What inspired Grace Lin to write this story? The mid-autumn moon festival! It includes eating mooncakes, telling stories, and passing these customs down to the next daughter.
Miss Ellicott's School for the Magically Minded
Written by Sage Blackwood
Age Level: 8 - 12
Grade Level: 3 – 7
This story had me at the first line. It reminds me of Harry Potter, but with girl power. Chantel goes to magic school in the kingdom of Lightning Pass. Outside marauders are fighting to get inside. Seven sorceresses maintain the walls using magical buttons, but the balance of power shifts when the Head Teacher/ Sorceress Miss Ellicott is kidnapped. Chantel and her familiar (a snake) must save Miss Ellicott, and the Kingdom. They summon the spirit of Queen Haywith who says Chantel is thinking too small. Find out if she can go BIG ENOUGH to save the sorceresses, and the kingdom of Lightning Pass.
The Artist and the King
Written and illustrated by Julie Fortenberry
Age Level: 4 - 8
Grade Level: K – 1
This is a cute story for little ones. Daphne draws a picture of the king, and he HATES it! Her punishment – wearing a dunce cap.
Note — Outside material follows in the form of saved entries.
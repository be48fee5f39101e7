mod format;
mod stopwatch;
mod ticker;

pub use format::format_time;
pub use stopwatch::{Clock, TickToken};
pub use ticker::Ticker;
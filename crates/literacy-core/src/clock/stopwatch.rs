//! Tick-driven stopwatch.
//!
//! The clock has no thread of its own. Whoever owns the tick source (the
//! async [`Ticker`](super::Ticker), a test, or a synchronous host loop)
//! delivers ticks carrying the [`TickToken`] handed out when the clock was
//! armed. Every arm produces a fresh token, so ticks scheduled under an
//! earlier arm are rejected after a stop or reset.

use serde::{Deserialize, Serialize};

/// Identifies one arming of a [`Clock`].
#[derive(Debug, Clone, Copy, PartialEq, Eq, Hash, Serialize, Deserialize)]
pub struct TickToken(u64);

impl TickToken {
    pub fn generation(self) -> u64 {
        self.0
    }
}

#[derive(Debug, Clone, Default, Serialize, Deserialize)]
pub struct Clock {
    elapsed_secs: u64,
    /// Generation counter, bumped on every arm.
    generation: u64,
    armed: bool,
}

impl Clock {
    pub fn new() -> Self {
        Self::default()
    }

    /// A clock frozen at `elapsed_secs`, used when restoring a finished session.
    pub fn frozen_at(elapsed_secs: u64) -> Self {
        Self {
            elapsed_secs,
            ..Self::default()
        }
    }

    pub fn elapsed_secs(&self) -> u64 {
        self.elapsed_secs
    }

    pub fn is_armed(&self) -> bool {
        self.armed
    }

    /// Token of the current arming, `None` while disarmed.
    pub fn token(&self) -> Option<TickToken> {
        self.armed.then_some(TickToken(self.generation))
    }

    /// Arm the clock. Returns `None` if it was already armed, so a second
    /// call never yields a second tick stream.
    pub fn start(&mut self) -> Option<TickToken> {
        if self.armed {
            return None;
        }
        self.generation = self.generation.wrapping_add(1);
        self.armed = true;
        self.token()
    }

    /// Disarm the clock. Returns `false` if it was not armed.
    pub fn stop(&mut self) -> bool {
        std::mem::replace(&mut self.armed, false)
    }

    /// Apply one tick. Returns the new elapsed time, or `None` when the tick
    /// is stale (clock disarmed or re-armed since the token was issued).
    pub fn tick(&mut self, token: TickToken) -> Option<u64> {
        if self.token() != Some(token) {
            return None;
        }
        self.elapsed_secs = self.elapsed_secs.saturating_add(1);
        Some(self.elapsed_secs)
    }

    /// Disarm and zero the elapsed time. The generation survives so tokens
    /// from before the reset stay stale.
    pub fn reset(&mut self) {
        self.armed = false;
        self.elapsed_secs = 0;
    }
}

#[cfg(test)]
mod tests {
    use super::*;

    #[test]
    fn start_is_idempotent() {
        let mut clock = Clock::new();
        let token = clock.start();
        assert!(token.is_some());
        assert!(clock.start().is_none());
        assert_eq!(clock.token(), token);
    }

    #[test]
    fn stop_is_idempotent() {
        let mut clock = Clock::new();
        assert!(!clock.stop());
        clock.start();
        assert!(clock.stop());
        assert!(!clock.stop());
    }

    #[test]
    fn ticks_advance_only_while_armed() {
        let mut clock = Clock::new();
        let token = clock.start().unwrap();
        assert_eq!(clock.tick(token), Some(1));
        assert_eq!(clock.tick(token), Some(2));

        clock.stop();
        assert_eq!(clock.tick(token), None);
        assert_eq!(clock.elapsed_secs(), 2);
    }

    #[test]
    fn stale_token_is_rejected_after_rearm() {
        let mut clock = Clock::new();
        let old = clock.start().unwrap();
        clock.stop();
        let new = clock.start().unwrap();
        assert_ne!(old, new);
        assert_eq!(clock.tick(old), None);
        assert_eq!(clock.tick(new), Some(1));
    }

    #[test]
    fn reset_zeroes_and_keeps_tokens_stale() {
        let mut clock = Clock::new();
        let token = clock.start().unwrap();
        clock.tick(token);
        clock.reset();
        assert_eq!(clock.elapsed_secs(), 0);
        assert!(!clock.is_armed());
        assert_eq!(clock.tick(token), None);
    }
}
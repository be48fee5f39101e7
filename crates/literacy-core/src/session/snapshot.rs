use serde::{Deserialize, Serialize};

use super::Phase;

/// Everything the host needs to re-render the widget.
#[derive(Debug, Clone, PartialEq, Eq, Serialize, Deserialize)]
pub struct SessionSnapshot {
    pub phase: Phase,
    pub elapsed_secs: u64,
    /// Elapsed time formatted for the timer display.
    pub elapsed_display: String,
    pub flash_time: u64,
    pub word_count: usize,
    pub flash_word_index: Option<usize>,
    pub finish_word_index: Option<usize>,
    /// Ascending.
    pub incorrect_indices: Vec<usize>,
    /// Words from this index onward may be marked; `None` means locked.
    pub selectable_from: Option<usize>,
    /// Words from this index onward were not read.
    pub unread_from: Option<usize>,
}

impl SessionSnapshot {
    pub fn is_selectable(&self, index: usize) -> bool {
        index < self.word_count && self.selectable_from.is_some_and(|from| index >= from)
    }
}
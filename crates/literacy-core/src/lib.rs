//! # Literacy Core Library
//!
//! Session logic for a timed reading assessment embedded in a form. An
//! examiner starts a stopwatch, marks misread words while the respondent
//! reads, marks the word being read when the flash threshold fires, stops
//! the clock and marks the last word read. The result is stored in the form
//! as a flat space-separated value.
//!
//! ## Architecture
//!
//! - **Clock**: tick-driven stopwatch; ticks carry a token so stale ticks
//!   from an earlier arming are rejected
//! - **Session**: explicit phase/command transition table over a word index
//!   tracker
//! - **Codec**: bidirectional transform between a finished result and the
//!   stored value, plus the derived assessment report
//! - **Host**: the form-facing widget surface (evaluator in, value sink out)
//!
//! ## Key Components
//!
//! - [`SessionStateMachine`]: Core session state machine
//! - [`SessionDriver`]: Async driver wiring the machine to a tokio ticker
//! - [`LiteracyWidget`]: Form-bound session
//! - [`LiteracyConfig`]: Widget configuration

pub mod clock;
pub mod codec;
pub mod config;
pub mod driver;
pub mod error;
pub mod events;
pub mod host;
pub mod session;

pub use clock::{format_time, Clock, TickToken};
pub use codec::{AssessmentReport, SessionResult};
pub use config::LiteracyConfig;
pub use driver::SessionDriver;
pub use error::{ConfigError, CoreError, HostError, SessionError};
pub use events::Event;
pub use host::{LiteracyWidget, ValueEvaluator, ValueSink, WidgetProps};
pub use session::{Command, Phase, SessionSnapshot, SessionStateMachine, WordIndexTracker};
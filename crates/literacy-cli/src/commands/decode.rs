use clap::Args;
use literacy_core::codec::{self, SessionResult};
use literacy_core::{AssessmentReport, LiteracyConfig, SessionStateMachine};
use serde::Serialize;

#[derive(Args)]
pub struct DecodeArgs {
    /// Stored value, e.g. "5 7 10 null null null null null null null 7"
    pub value: String,
    /// Number of words in the list; drops indices beyond it
    #[arg(long)]
    pub words: Option<usize>,
    /// Reject malformed values instead of dropping bad tokens
    #[arg(long)]
    pub strict: bool,
}

#[derive(Serialize)]
struct DecodeOutput {
    result: SessionResult,
    report: AssessmentReport,
}

pub fn run(args: DecodeArgs) -> Result<(), Box<dyn std::error::Error>> {
    let mut result = if args.strict {
        codec::decode_strict(&args.value)?
    } else {
        codec::decode(&args.value)
    };

    if let Some(words) = args.words {
        let session = SessionStateMachine::restore(words, &LiteracyConfig::default(), &result)?;
        if let Some(restored) = session.result() {
            result = restored;
        }
    }

    let output = DecodeOutput {
        report: AssessmentReport::from_result(&result),
        result,
    };
    println!("{}", serde_json::to_string_pretty(&output)?);
    Ok(())
}
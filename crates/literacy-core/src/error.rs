//! Core error types for literacy-core.
//!
//! Every error in this crate is local and recoverable: the session state
//! machine rejects bad input as a no-op, the codec decodes leniently, and the
//! host surface only fails at attach time.

use std::path::PathBuf;
use thiserror::Error;

use crate::session::Phase;

/// Core error type for literacy-core.
#[derive(Error, Debug)]
pub enum CoreError {
    /// Configuration-related errors
    #[error("Configuration error: {0}")]
    Config(#[from] ConfigError),

    /// Session command or value errors
    #[error("Session error: {0}")]
    Session(#[from] SessionError),

    /// Host widget errors
    #[error("Host error: {0}")]
    Host(#[from] HostError),
}

/// Errors raised by the session state machine, word tracker and value codec.
#[derive(Error, Debug, Clone, PartialEq, Eq)]
pub enum SessionError {
    /// Word index outside `[0, word_count)`
    #[error("Word index {index} out of range (word count: {word_count})")]
    IndexOutOfRange { index: usize, word_count: usize },

    /// Serialized value could not be decoded
    #[error("Malformed serialized value: {0}")]
    MalformedSerializedValue(String),

    /// Command not valid in the current phase
    #[error("Command '{command}' is not valid in phase {phase:?}")]
    InvalidTransition { phase: Phase, command: &'static str },

    /// Word sits before the selectable window
    #[error("Word index {index} is locked (selectable from {selectable_from})")]
    WordLocked { index: usize, selectable_from: usize },

    /// A session needs at least one word
    #[error("Word list is empty")]
    EmptyWordList,
}

/// Configuration-specific errors.
#[derive(Error, Debug)]
pub enum ConfigError {
    /// Failed to load configuration
    #[error("Failed to load configuration from {path}: {message}")]
    LoadFailed { path: PathBuf, message: String },

    /// Failed to save configuration
    #[error("Failed to save configuration to {path}: {message}")]
    SaveFailed { path: PathBuf, message: String },

    /// Invalid configuration value
    #[error("Invalid configuration value for '{key}': {message}")]
    InvalidValue { key: String, message: String },

    /// Failed to parse configuration
    #[error("Failed to parse configuration: {0}")]
    ParseFailed(String),
}

/// Errors raised while attaching a widget to its host.
#[derive(Error, Debug)]
pub enum HostError {
    /// Readonly inputs are never instrumented
    #[error("Widget '{name}' is readonly")]
    ReadOnly { name: String },

    /// Session could not be constructed
    #[error(transparent)]
    Session(#[from] SessionError),
}

impl From<toml::de::Error> for ConfigError {
    fn from(err: toml::de::Error) -> Self {
        ConfigError::ParseFailed(err.to_string())
    }
}

/// Result type alias for CoreError
pub type Result<T, E = CoreError> = std::result::Result<T, E>;
//! Phase transition table.
//!
//! ```text
//! Idle -> Running -> Flashed -> Running -> Stopped -> Finished
//!            \__________________________/
//!                 stop before/after flash
//! ```
//!
//! `transition` is pure: it maps a phase and a trigger to the next phase and
//! the ordered side effects the machine must apply. Fallible effects come
//! first in every list so a rejected index leaves the session untouched.

use serde::{Deserialize, Serialize};

use crate::clock::TickToken;
use crate::error::SessionError;

#[derive(Debug, Clone, Copy, PartialEq, Eq, Hash, Serialize, Deserialize)]
#[serde(rename_all = "lowercase")]
pub enum Phase {
    Idle,
    Running,
    /// Flash threshold reached; waiting for the examiner to mark the word
    /// being read. The clock keeps running.
    Flashed,
    Stopped,
    Finished,
}

impl Phase {
    /// Incorrect marks may only change during an attempt.
    pub fn accepts_incorrect_marks(self) -> bool {
        matches!(self, Phase::Running | Phase::Flashed | Phase::Stopped)
    }
}

/// Host-originated input.
#[derive(Debug, Clone, Copy, PartialEq, Eq, Serialize, Deserialize)]
#[serde(tag = "command", rename_all = "snake_case")]
pub enum Command {
    Start,
    Tick { token: TickToken },
    Stop,
    MarkWord { index: usize },
    ToggleIncorrect { index: usize },
    Reset,
}

impl Command {
    pub fn name(&self) -> &'static str {
        match self {
            Command::Start => "start",
            Command::Tick { .. } => "tick",
            Command::Stop => "stop",
            Command::MarkWord { .. } => "mark_word",
            Command::ToggleIncorrect { .. } => "toggle_incorrect",
            Command::Reset => "reset",
        }
    }
}

/// Everything that can drive a transition. `FlashThresholdReached` is raised
/// by the machine itself after a tick, never by the host.
#[derive(Debug, Clone, Copy, PartialEq, Eq)]
pub(crate) enum Trigger {
    Command(Command),
    FlashThresholdReached,
}

impl Trigger {
    fn name(&self) -> &'static str {
        match self {
            Trigger::Command(command) => command.name(),
            Trigger::FlashThresholdReached => "flash_threshold_reached",
        }
    }
}

#[derive(Debug, Clone, Copy, PartialEq, Eq)]
pub(crate) enum Effect {
    ArmClock,
    DisarmClock,
    AdvanceClock(TickToken),
    ResetClock,
    ClearWords,
    ToggleIncorrect(usize),
    RecordFlash(usize),
    RecordFinish(usize),
    /// Fix the selectable window where it stands on entry to a marking phase.
    PinWindow,
    EmitResult,
}

#[derive(Debug, Clone, PartialEq, Eq)]
pub(crate) struct Transition {
    pub to: Phase,
    pub effects: Vec<Effect>,
}

impl Transition {
    fn to(to: Phase, effects: impl Into<Vec<Effect>>) -> Self {
        Self {
            to,
            effects: effects.into(),
        }
    }
}

pub(crate) fn transition(phase: Phase, trigger: Trigger) -> Result<Transition, SessionError> {
    use Command as C;
    use Phase as P;

    let next = match (phase, trigger) {
        (_, Trigger::Command(C::Reset)) => {
            Transition::to(P::Idle, [Effect::ResetClock, Effect::ClearWords])
        }
        (P::Idle, Trigger::Command(C::Start)) => {
            Transition::to(P::Running, [Effect::ClearWords, Effect::ArmClock])
        }
        (P::Running | P::Flashed, Trigger::Command(C::Tick { token })) => {
            Transition::to(phase, [Effect::AdvanceClock(token)])
        }
        (P::Running, Trigger::FlashThresholdReached) => {
            Transition::to(P::Flashed, [Effect::PinWindow])
        }
        (P::Running | P::Flashed, Trigger::Command(C::Stop)) => {
            Transition::to(P::Stopped, [Effect::DisarmClock, Effect::PinWindow])
        }
        (P::Running | P::Flashed | P::Stopped, Trigger::Command(C::ToggleIncorrect { index })) => {
            Transition::to(phase, [Effect::ToggleIncorrect(index)])
        }
        // Flash checkpoint: back to Running, the clock was never stopped.
        (P::Flashed, Trigger::Command(C::MarkWord { index })) => {
            Transition::to(P::Running, [Effect::RecordFlash(index)])
        }
        (P::Stopped, Trigger::Command(C::MarkWord { index })) => Transition::to(
            P::Finished,
            [Effect::RecordFinish(index), Effect::EmitResult],
        ),
        _ => {
            return Err(SessionError::InvalidTransition {
                phase,
                command: trigger.name(),
            })
        }
    };
    Ok(next)
}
The next problem – Daphne makes them fashionable, and soon everyone is wearing them, even the princess. When the king sees ALL those hats, he sends everyone to the woods. Somehow Daphne is picked to convince him to let his people back in the palace. Find out how Daphne gives this tale a happy ending for the king, the princess, and for the artist herself!
Julie’s book won two awards, but it only has one review. I was amazed! The problem with one review – when I typed the title, I couldn’t find the book. I found 20 others. When I added in the author’s name, it popped right up.
I have 13 reviews. When I type my title, my book comes up. But when I type just Neil Armstrong, 52 titles appear before mine. 50 reviews is the magic number to get my book seen. 37 more reviews will help future readers find Neil’s book. If you’ve read it, please consider writing a review to help us be seen!
The Darkest Dark
Written by Chris Hadfield
Contributions by Kate Fillion
Illustrated by The Fan Brothers
Age Level: 5 - 6
Grade Level: P – 4
OH MY GOSH! Did you know that Neil Armstrong helped a future astronaut from millions of miles away? The story is told beautifully by Chris, Kate, and the Fan Brothers. A young Chris Hadfield was afraid of the dark until . . . he saw Neil Armstrong land on the moon. He watched Neil lope across the dark lunar surface. That July night in 1969 Chris saw darkness as beautiful for the very first time, and he realized that his dreams of becoming a rocket-man could come true.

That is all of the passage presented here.